*** Opening MATERIAL FOR THE TASK ***

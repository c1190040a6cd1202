use serde::{Deserialize, Serialize};
use strum::{Display, EnumIter, EnumString};

/// Generation operations supported by the orchestrator
///
/// Each operation has a rate-limiting class (the bucket the rate limiter
/// counts it under) and a billing metric (the quota dimension it consumes).
#[derive(Debug, Clone, Copy, PartialEq, Eq, Hash, Serialize, Deserialize, Display, EnumString, EnumIter)]
#[serde(rename_all = "snake_case")]
#[strum(serialize_all = "snake_case")]
pub enum Operation {
    /// Artist biography text
    Bio,
    /// Artist image
    Image,
    /// Variations of an existing artist image
    ImageVariations,
    /// Rewrite/optimize a creative prompt
    PromptRewrite,
    /// Analyze a creative prompt
    PromptAnalysis,
    /// Generate variations of a creative prompt
    PromptVariations,
    /// Track or release description text
    Description,
}

impl Operation {
    /// Rate-limiting bucket for this operation
    pub const fn operation_class(self) -> OperationClass {
        match self {
            Self::Bio | Self::Description => OperationClass::AiBio,
            Self::Image | Self::ImageVariations => OperationClass::AiImage,
            Self::PromptRewrite | Self::PromptAnalysis | Self::PromptVariations => OperationClass::AiPrompt,
        }
    }

    /// Quota metric this operation consumes
    pub const fn metric_type(self) -> MetricType {
        match self {
            Self::Bio
            | Self::Image
            | Self::ImageVariations
            | Self::PromptRewrite
            | Self::PromptAnalysis
            | Self::PromptVariations
            | Self::Description => MetricType::AiGenerations,
        }
    }
}

/// Rate-limiting bucket, distinct from the billing metric
///
/// Image operations are limited separately from text operations since
/// they are slower and more expensive upstream.
#[derive(Debug, Clone, Copy, PartialEq, Eq, Hash, Display, EnumString, EnumIter)]
#[strum(serialize_all = "kebab-case")]
pub enum OperationClass {
    /// Bio and description text generation
    AiBio,
    /// Image generation and variations
    AiImage,
    /// Prompt rewrite/analysis/variations
    AiPrompt,
}

/// Quota-ledger dimension a subscription tier limit applies to
#[derive(Debug, Clone, Copy, PartialEq, Eq, Hash, Serialize, Deserialize, Display, EnumString, EnumIter)]
#[serde(rename_all = "snake_case")]
#[strum(serialize_all = "snake_case")]
pub enum MetricType {
    /// AI generation attempts (all operations)
    AiGenerations,
    /// Track uploads (counted by the upload pipeline, not this core)
    TrackUploads,
}
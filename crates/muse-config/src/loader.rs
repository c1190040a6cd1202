use std::path::Path;

use crate::Config;

impl Config {
    /// Load configuration from a TOML file
    ///
    /// Reads the file, expands `{{ env.VAR }}` placeholders, then
    /// deserializes and validates the result.
    ///
    /// # Errors
    ///
    /// Returns an error if the file cannot be read, environment variable
    /// expansion fails, TOML parsing fails, or validation fails
    pub fn load(path: &Path) -> anyhow::Result<Self> {
        let raw = std::fs::read_to_string(path)
            .map_err(|e| anyhow::anyhow!("failed to read config file {}: {e}", path.display()))?;

        let expanded =
            crate::env::expand_env(&raw).map_err(|e| anyhow::anyhow!("config variable expansion failed: {e}"))?;

        let config: Self = toml::from_str(&expanded).map_err(|e| anyhow::anyhow!("failed to parse config: {e}"))?;

        config.validate()?;

        Ok(config)
    }

    /// Validate that the configuration is internally consistent
    ///
    /// # Errors
    ///
    /// Returns an error if operation routing references unknown providers,
    /// a timeout is zero, or a rate-limit window does not parse
    pub fn validate(&self) -> anyhow::Result<()> {
        self.validate_routing()?;
        self.validate_rate_limits()?;
        Ok(())
    }

    fn validate_routing(&self) -> anyhow::Result<()> {
        for (operation, routing) in &self.operations {
            for provider in &routing.providers {
                if !self.providers.contains_key(provider) {
                    anyhow::bail!("operation '{operation}' routes to unknown provider '{provider}'");
                }
            }
            if routing.timeout_secs == Some(0) {
                anyhow::bail!("operation '{operation}' has a zero provider timeout");
            }
        }
        Ok(())
    }

    fn validate_rate_limits(&self) -> anyhow::Result<()> {
        let windows = std::iter::once(&self.rate_limit.default.window)
            .chain(self.rate_limit.classes.values().map(|limit| &limit.window));

        for window in windows {
            duration_str::parse(window).map_err(|e| anyhow::anyhow!("invalid rate limit window '{window}': {e}"))?;
        }
        Ok(())
    }
}

#[cfg(test)]
mod tests {
    use crate::Config;

    #[test]
    fn empty_config_is_valid() {
        let config = Config::default();
        config.validate().unwrap();
    }

    #[test]
    fn routing_to_unknown_provider_rejected() {
        let config: Config = toml::from_str("[operations.bio]\nproviders = [\"ghost\"]").unwrap();
        let err = config.validate().unwrap_err();
        assert!(err.to_string().contains("ghost"));
    }

    #[test]
    fn full_config_parses() {
        let config: Config = toml::from_str(
            r#"
            [providers.openai]
            type = "openai_text"
            api_key = "sk-test"
            model = "gpt-4o-mini"

            [providers.dalle]
            type = "openai_image"
            api_key = "sk-test"
            model = "dall-e-3"

            [operations.bio]
            providers = ["openai"]
            cache_ttl_secs = 600

            [operations.image]
            providers = ["dalle"]
            user_scoped = true

            [rate_limit.classes.ai-image]
            requests = 10
            window = "1m"

            [quota.tiers.free]
            ai_generations = 10
            "#,
        )
        .unwrap();

        config.validate().unwrap();
        assert_eq!(config.providers.len(), 2);
        assert!(config.routing_for(muse_core::Operation::Image).user_scoped);
        assert!(!config.routing_for(muse_core::Operation::Bio).user_scoped);
    }

    #[test]
    fn cache_section_ttl_backfills_routings_without_one() {
        let config: Config = toml::from_str(
            r#"
            [cache]
            default_ttl_seconds = 120

            [providers.openai]
            type = "openai_text"
            api_key = "sk-test"
            model = "gpt-4o-mini"

            [operations.bio]
            providers = ["openai"]

            [operations.description]
            providers = ["openai"]
            cache_ttl_secs = 600
            "#,
        )
        .unwrap();

        let bio = config.routing_for(muse_core::Operation::Bio);
        assert_eq!(bio.cache_ttl(), std::time::Duration::from_secs(120));

        // An explicit routing TTL is not overridden
        let description = config.routing_for(muse_core::Operation::Description);
        assert_eq!(description.cache_ttl(), std::time::Duration::from_secs(600));

        // Unconfigured operations inherit it too
        let image = config.routing_for(muse_core::Operation::Image);
        assert_eq!(image.cache_ttl(), std::time::Duration::from_secs(120));
    }

    #[test]
    fn zero_timeout_rejected() {
        let config: Config = toml::from_str(
            "[providers.p]\ntype = \"openai_text\"\n[operations.bio]\nproviders = [\"p\"]\ntimeout_secs = 0",
        )
        .unwrap();
        assert!(config.validate().is_err());
    }
}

*** Closing MATERIAL FOR THE TASK ***

| ABOUT THIS EXERCISE |
Say how many lines of the data hold the string "creative", with no other words in your reply.

| TASK RESPONSE |
3